Box texts

Box texts

Producing nested texts seems to me an excellent idea. Less because I generally believe in the importance of the new, as modern art demands as a code, but because this self-chosen form – the writing of texts, poems on partly also torn boxes – provides a certain framework, which on the one hand prevents the texts from getting out of hand, on the other hand pushes the author to often very concise statements. And these are, as we know Peter Paul Wiplinger, often painfully political, which means: Wiplinger relentlessly records grievances that cry out to heaven, often going beyond his own pain threshold.

While in the first nesting texts (from 2007) it was often memories of the Nazi era that he pressed into the nesting form for current occasions or strangled reminiscences, the impressions of the many drowned refugees in the Mediterranean flood (somehow boundlessly) his soul and his writing. Wiplinger can't or won't set up mental boundaries to muffle and filter his compassion, anger, pain; so it writes and screams out of him – a berserker of compassion or an angry saint and co-suffering agnostic accusing God and the world for all the tribulation that beats humanity. The collection of his autographs, written on cardboard with felt-tip pens and other writing utensils, is not lacking in aesthetics, due to the color background, the nice typeface and the shape of the boxes – their outlines, holes or inscriptions, which he includes in his work.

However, it is not exclusively political, accusatory writings collected in the extensive volume. For example, a box text reads: "Being smart is no use at all!". He continues: "One must also have a feeling for people, my mother said when I was half-grown. // And now that I am as old as she was when she gave me this truth for my life's journey, I know how right she was when she said this to me, and I only half listened to what she kept telling me. // Yes, you have to look at people, at everyone and at every single person, otherwise you will miss life and yourself."Wisdom also speaks from the following autograph: "Thought prison. Always being in thought, constantly thinking something whatever, thinking – this must! Being in a thought prison, being locked up in one's thoughts, in one's ego!"

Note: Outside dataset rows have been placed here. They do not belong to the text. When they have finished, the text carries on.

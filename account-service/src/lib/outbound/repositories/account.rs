use async_trait::async_trait;
use chrono::DateTime;
use chrono::Utc;
use sqlx::FromRow;
use sqlx::PgPool;

use crate::account::errors::AccountError;
use crate::account::models::Account;
use crate::account::models::AccountId;
use crate::account::models::EmailAddress;
use crate::account::models::FullName;
use crate::account::models::NewAccount;
use crate::account::models::Role;
use crate::account::ports::AccountRepository;

const ACCOUNT_COLUMNS: &str =
    "id, full_name, email, password_hash, role, is_active, is_verified, created_at, updated_at";

pub struct PostgresAccountRepository {
    pool: PgPool,
}

impl PostgresAccountRepository {
    pub fn new(pool: PgPool) -> Self {
        Self { pool }
    }
}

#[derive(FromRow)]
struct AccountRow {
    id: i64,
    full_name: String,
    email: String,
    password_hash: String,
    role: String,
    is_active: bool,
    is_verified: bool,
    created_at: DateTime<Utc>,
    updated_at: DateTime<Utc>,
}

impl TryFrom<AccountRow> for Account {
    type Error = AccountError;

    fn try_from(row: AccountRow) -> Result<Self, Self::Error> {
        Ok(Account {
            id: AccountId(row.id),
            full_name: FullName::new(row.full_name)
                .map_err(|e| AccountError::Database(format!("Corrupt account row: {}", e)))?,
            email: EmailAddress::new(row.email)
                .map_err(|e| AccountError::Database(format!("Corrupt account row: {}", e)))?,
            password_hash: row.password_hash,
            role: row
                .role
                .parse::<Role>()
                .map_err(|e| AccountError::Database(format!("Corrupt account row: {}", e)))?,
            is_active: row.is_active,
            is_verified: row.is_verified,
            created_at: row.created_at,
            updated_at: row.updated_at,
        })
    }
}

fn map_insert_error(e: sqlx::Error) -> AccountError {
    if let Some(db_err) = e.as_database_error() {
        // The storage constraint is the final arbiter of the uniqueness
        // race; losing it is the same outcome as a pre-check hit.
        if db_err.is_unique_violation() && db_err.constraint() == Some("accounts_email_key") {
            return AccountError::DuplicateEmail;
        }
    }
    AccountError::Database(e.to_string())
}

#[async_trait]
impl AccountRepository for PostgresAccountRepository {
    async fn create(&self, account: NewAccount) -> Result<Account, AccountError> {
        // Pre-check then insert inside one transaction; any failure path
        // drops the transaction and rolls back, leaving no partial row.
        let mut tx = self
            .pool
            .begin()
            .await
            .map_err(|e| AccountError::Database(e.to_string()))?;

        let existing: Option<(i64,)> = sqlx::query_as("SELECT id FROM accounts WHERE email = $1")
            .bind(account.email.as_str())
            .fetch_optional(&mut *tx)
            .await
            .map_err(|e| AccountError::Database(e.to_string()))?;

        if existing.is_some() {
            return Err(AccountError::DuplicateEmail);
        }

        let row: AccountRow = sqlx::query_as(&format!(
            r#"
            INSERT INTO accounts (full_name, email, password_hash, role)
            VALUES ($1, $2, $3, $4)
            RETURNING {ACCOUNT_COLUMNS}
            "#
        ))
        .bind(account.full_name.as_str())
        .bind(account.email.as_str())
        .bind(&account.password_hash)
        .bind(account.role.as_str())
        .fetch_one(&mut *tx)
        .await
        .map_err(map_insert_error)?;

        tx.commit()
            .await
            .map_err(|e| AccountError::Database(e.to_string()))?;

        row.try_into()
    }

    async fn find_by_email(&self, email: &str) -> Result<Option<Account>, AccountError> {
        let row: Option<AccountRow> = sqlx::query_as(&format!(
            "SELECT {ACCOUNT_COLUMNS} FROM accounts WHERE email = $1"
        ))
        .bind(email)
        .fetch_optional(&self.pool)
        .await
        .map_err(|e| AccountError::Database(e.to_string()))?;

        row.map(Account::try_from).transpose()
    }

    async fn find_by_id(&self, id: AccountId) -> Result<Option<Account>, AccountError> {
        let row: Option<AccountRow> = sqlx::query_as(&format!(
            "SELECT {ACCOUNT_COLUMNS} FROM accounts WHERE id = $1"
        ))
        .bind(id.0)
        .fetch_optional(&self.pool)
        .await
        .map_err(|e| AccountError::Database(e.to_string()))?;

        row.map(Account::try_from).transpose()
    }
}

An original text called "Bankgeschäfte", written on a paper bag from Bank Austria/Uni Credit, in which Wiplinger accuses banks, rich people and dictators. On a white carrier bag at the beginning of the volume Wiplinger wrote one of the first box texts. Wholesale chains and food multinationals would be blessed if they took up such an exquisite idea of enhancing their paper shopping bags with poems, so that tomorrow's customers in the public transport system will try to fathom the shopping bags of their counterparts instead of staring at their smartphones. The strong volume also contains highly poetic texts: "The day shines silver, but the night is deep blue, you sing a song and say a word, you fall into silence, make sure that the sun doesn't burn you and that the moon doesn't make you drunk or sleepless"! // Silver dew shines in the morning on grasses and bushes and sometimes like a tear on your cheeks, beloved. // Let's go around our lives like in a glider, silently floating in the air, high above the earth, weightless and as if in a dream…" One would do P.P. Wiplinger now, however, wrong to quote the entire poem. An overhang of poetry, of private mood, of roses, night, silver blurred the pressing explosiveness of the overall impression – which is rather to be found in the following box text: "The boat has sunk, people are drifting helplessly in the sea, women are holding their children tightly by their clothes, men are screaming, old people are sinking first, quite silently, women have to decide which child they will let go of first; one after the other drowns, at last also the mother. With their backs up they float in the sea in high waves; a picture like in a movie, but all this is reality!" (29.3.2016).

Even if the author is well aware of the limitations that arise from resources for integration and cultural adaptation, in the boundless heart he is a great compassionate who, with all misgivings, raises a loud voice for the individual, for the tormented creature from the past to the often bitter today. With which he also often makes it personally difficult for himself, like a box text, which testifies to his unwillingness not to get upset all the time … Healthier, perhaps, would be at times not to look. But Peter Paul Wiplinger sees exactly. For me he differs essentially from the negative writers of modern attitude, who have devoted themselves to the present dictate of black painting and disruption. He seems to be truly overcome by pain, does not take it as an aesthetic gimmick, as a framework within which to formulate and fabulate. His pain reaches deep into his own soul – from there drones out the sometimes even inhuman cry. But reconciliation, devotion and patience also wait there: wisdom, which he shows himself ready to find in any case, whereby the contemplative act of writing legibly, almost beautifully by hand, which likewise tames the thoughts, is not to be underestimated. Sodass Wiplinger's nesting texts are pleasantly different from the present day apostles of obscurity.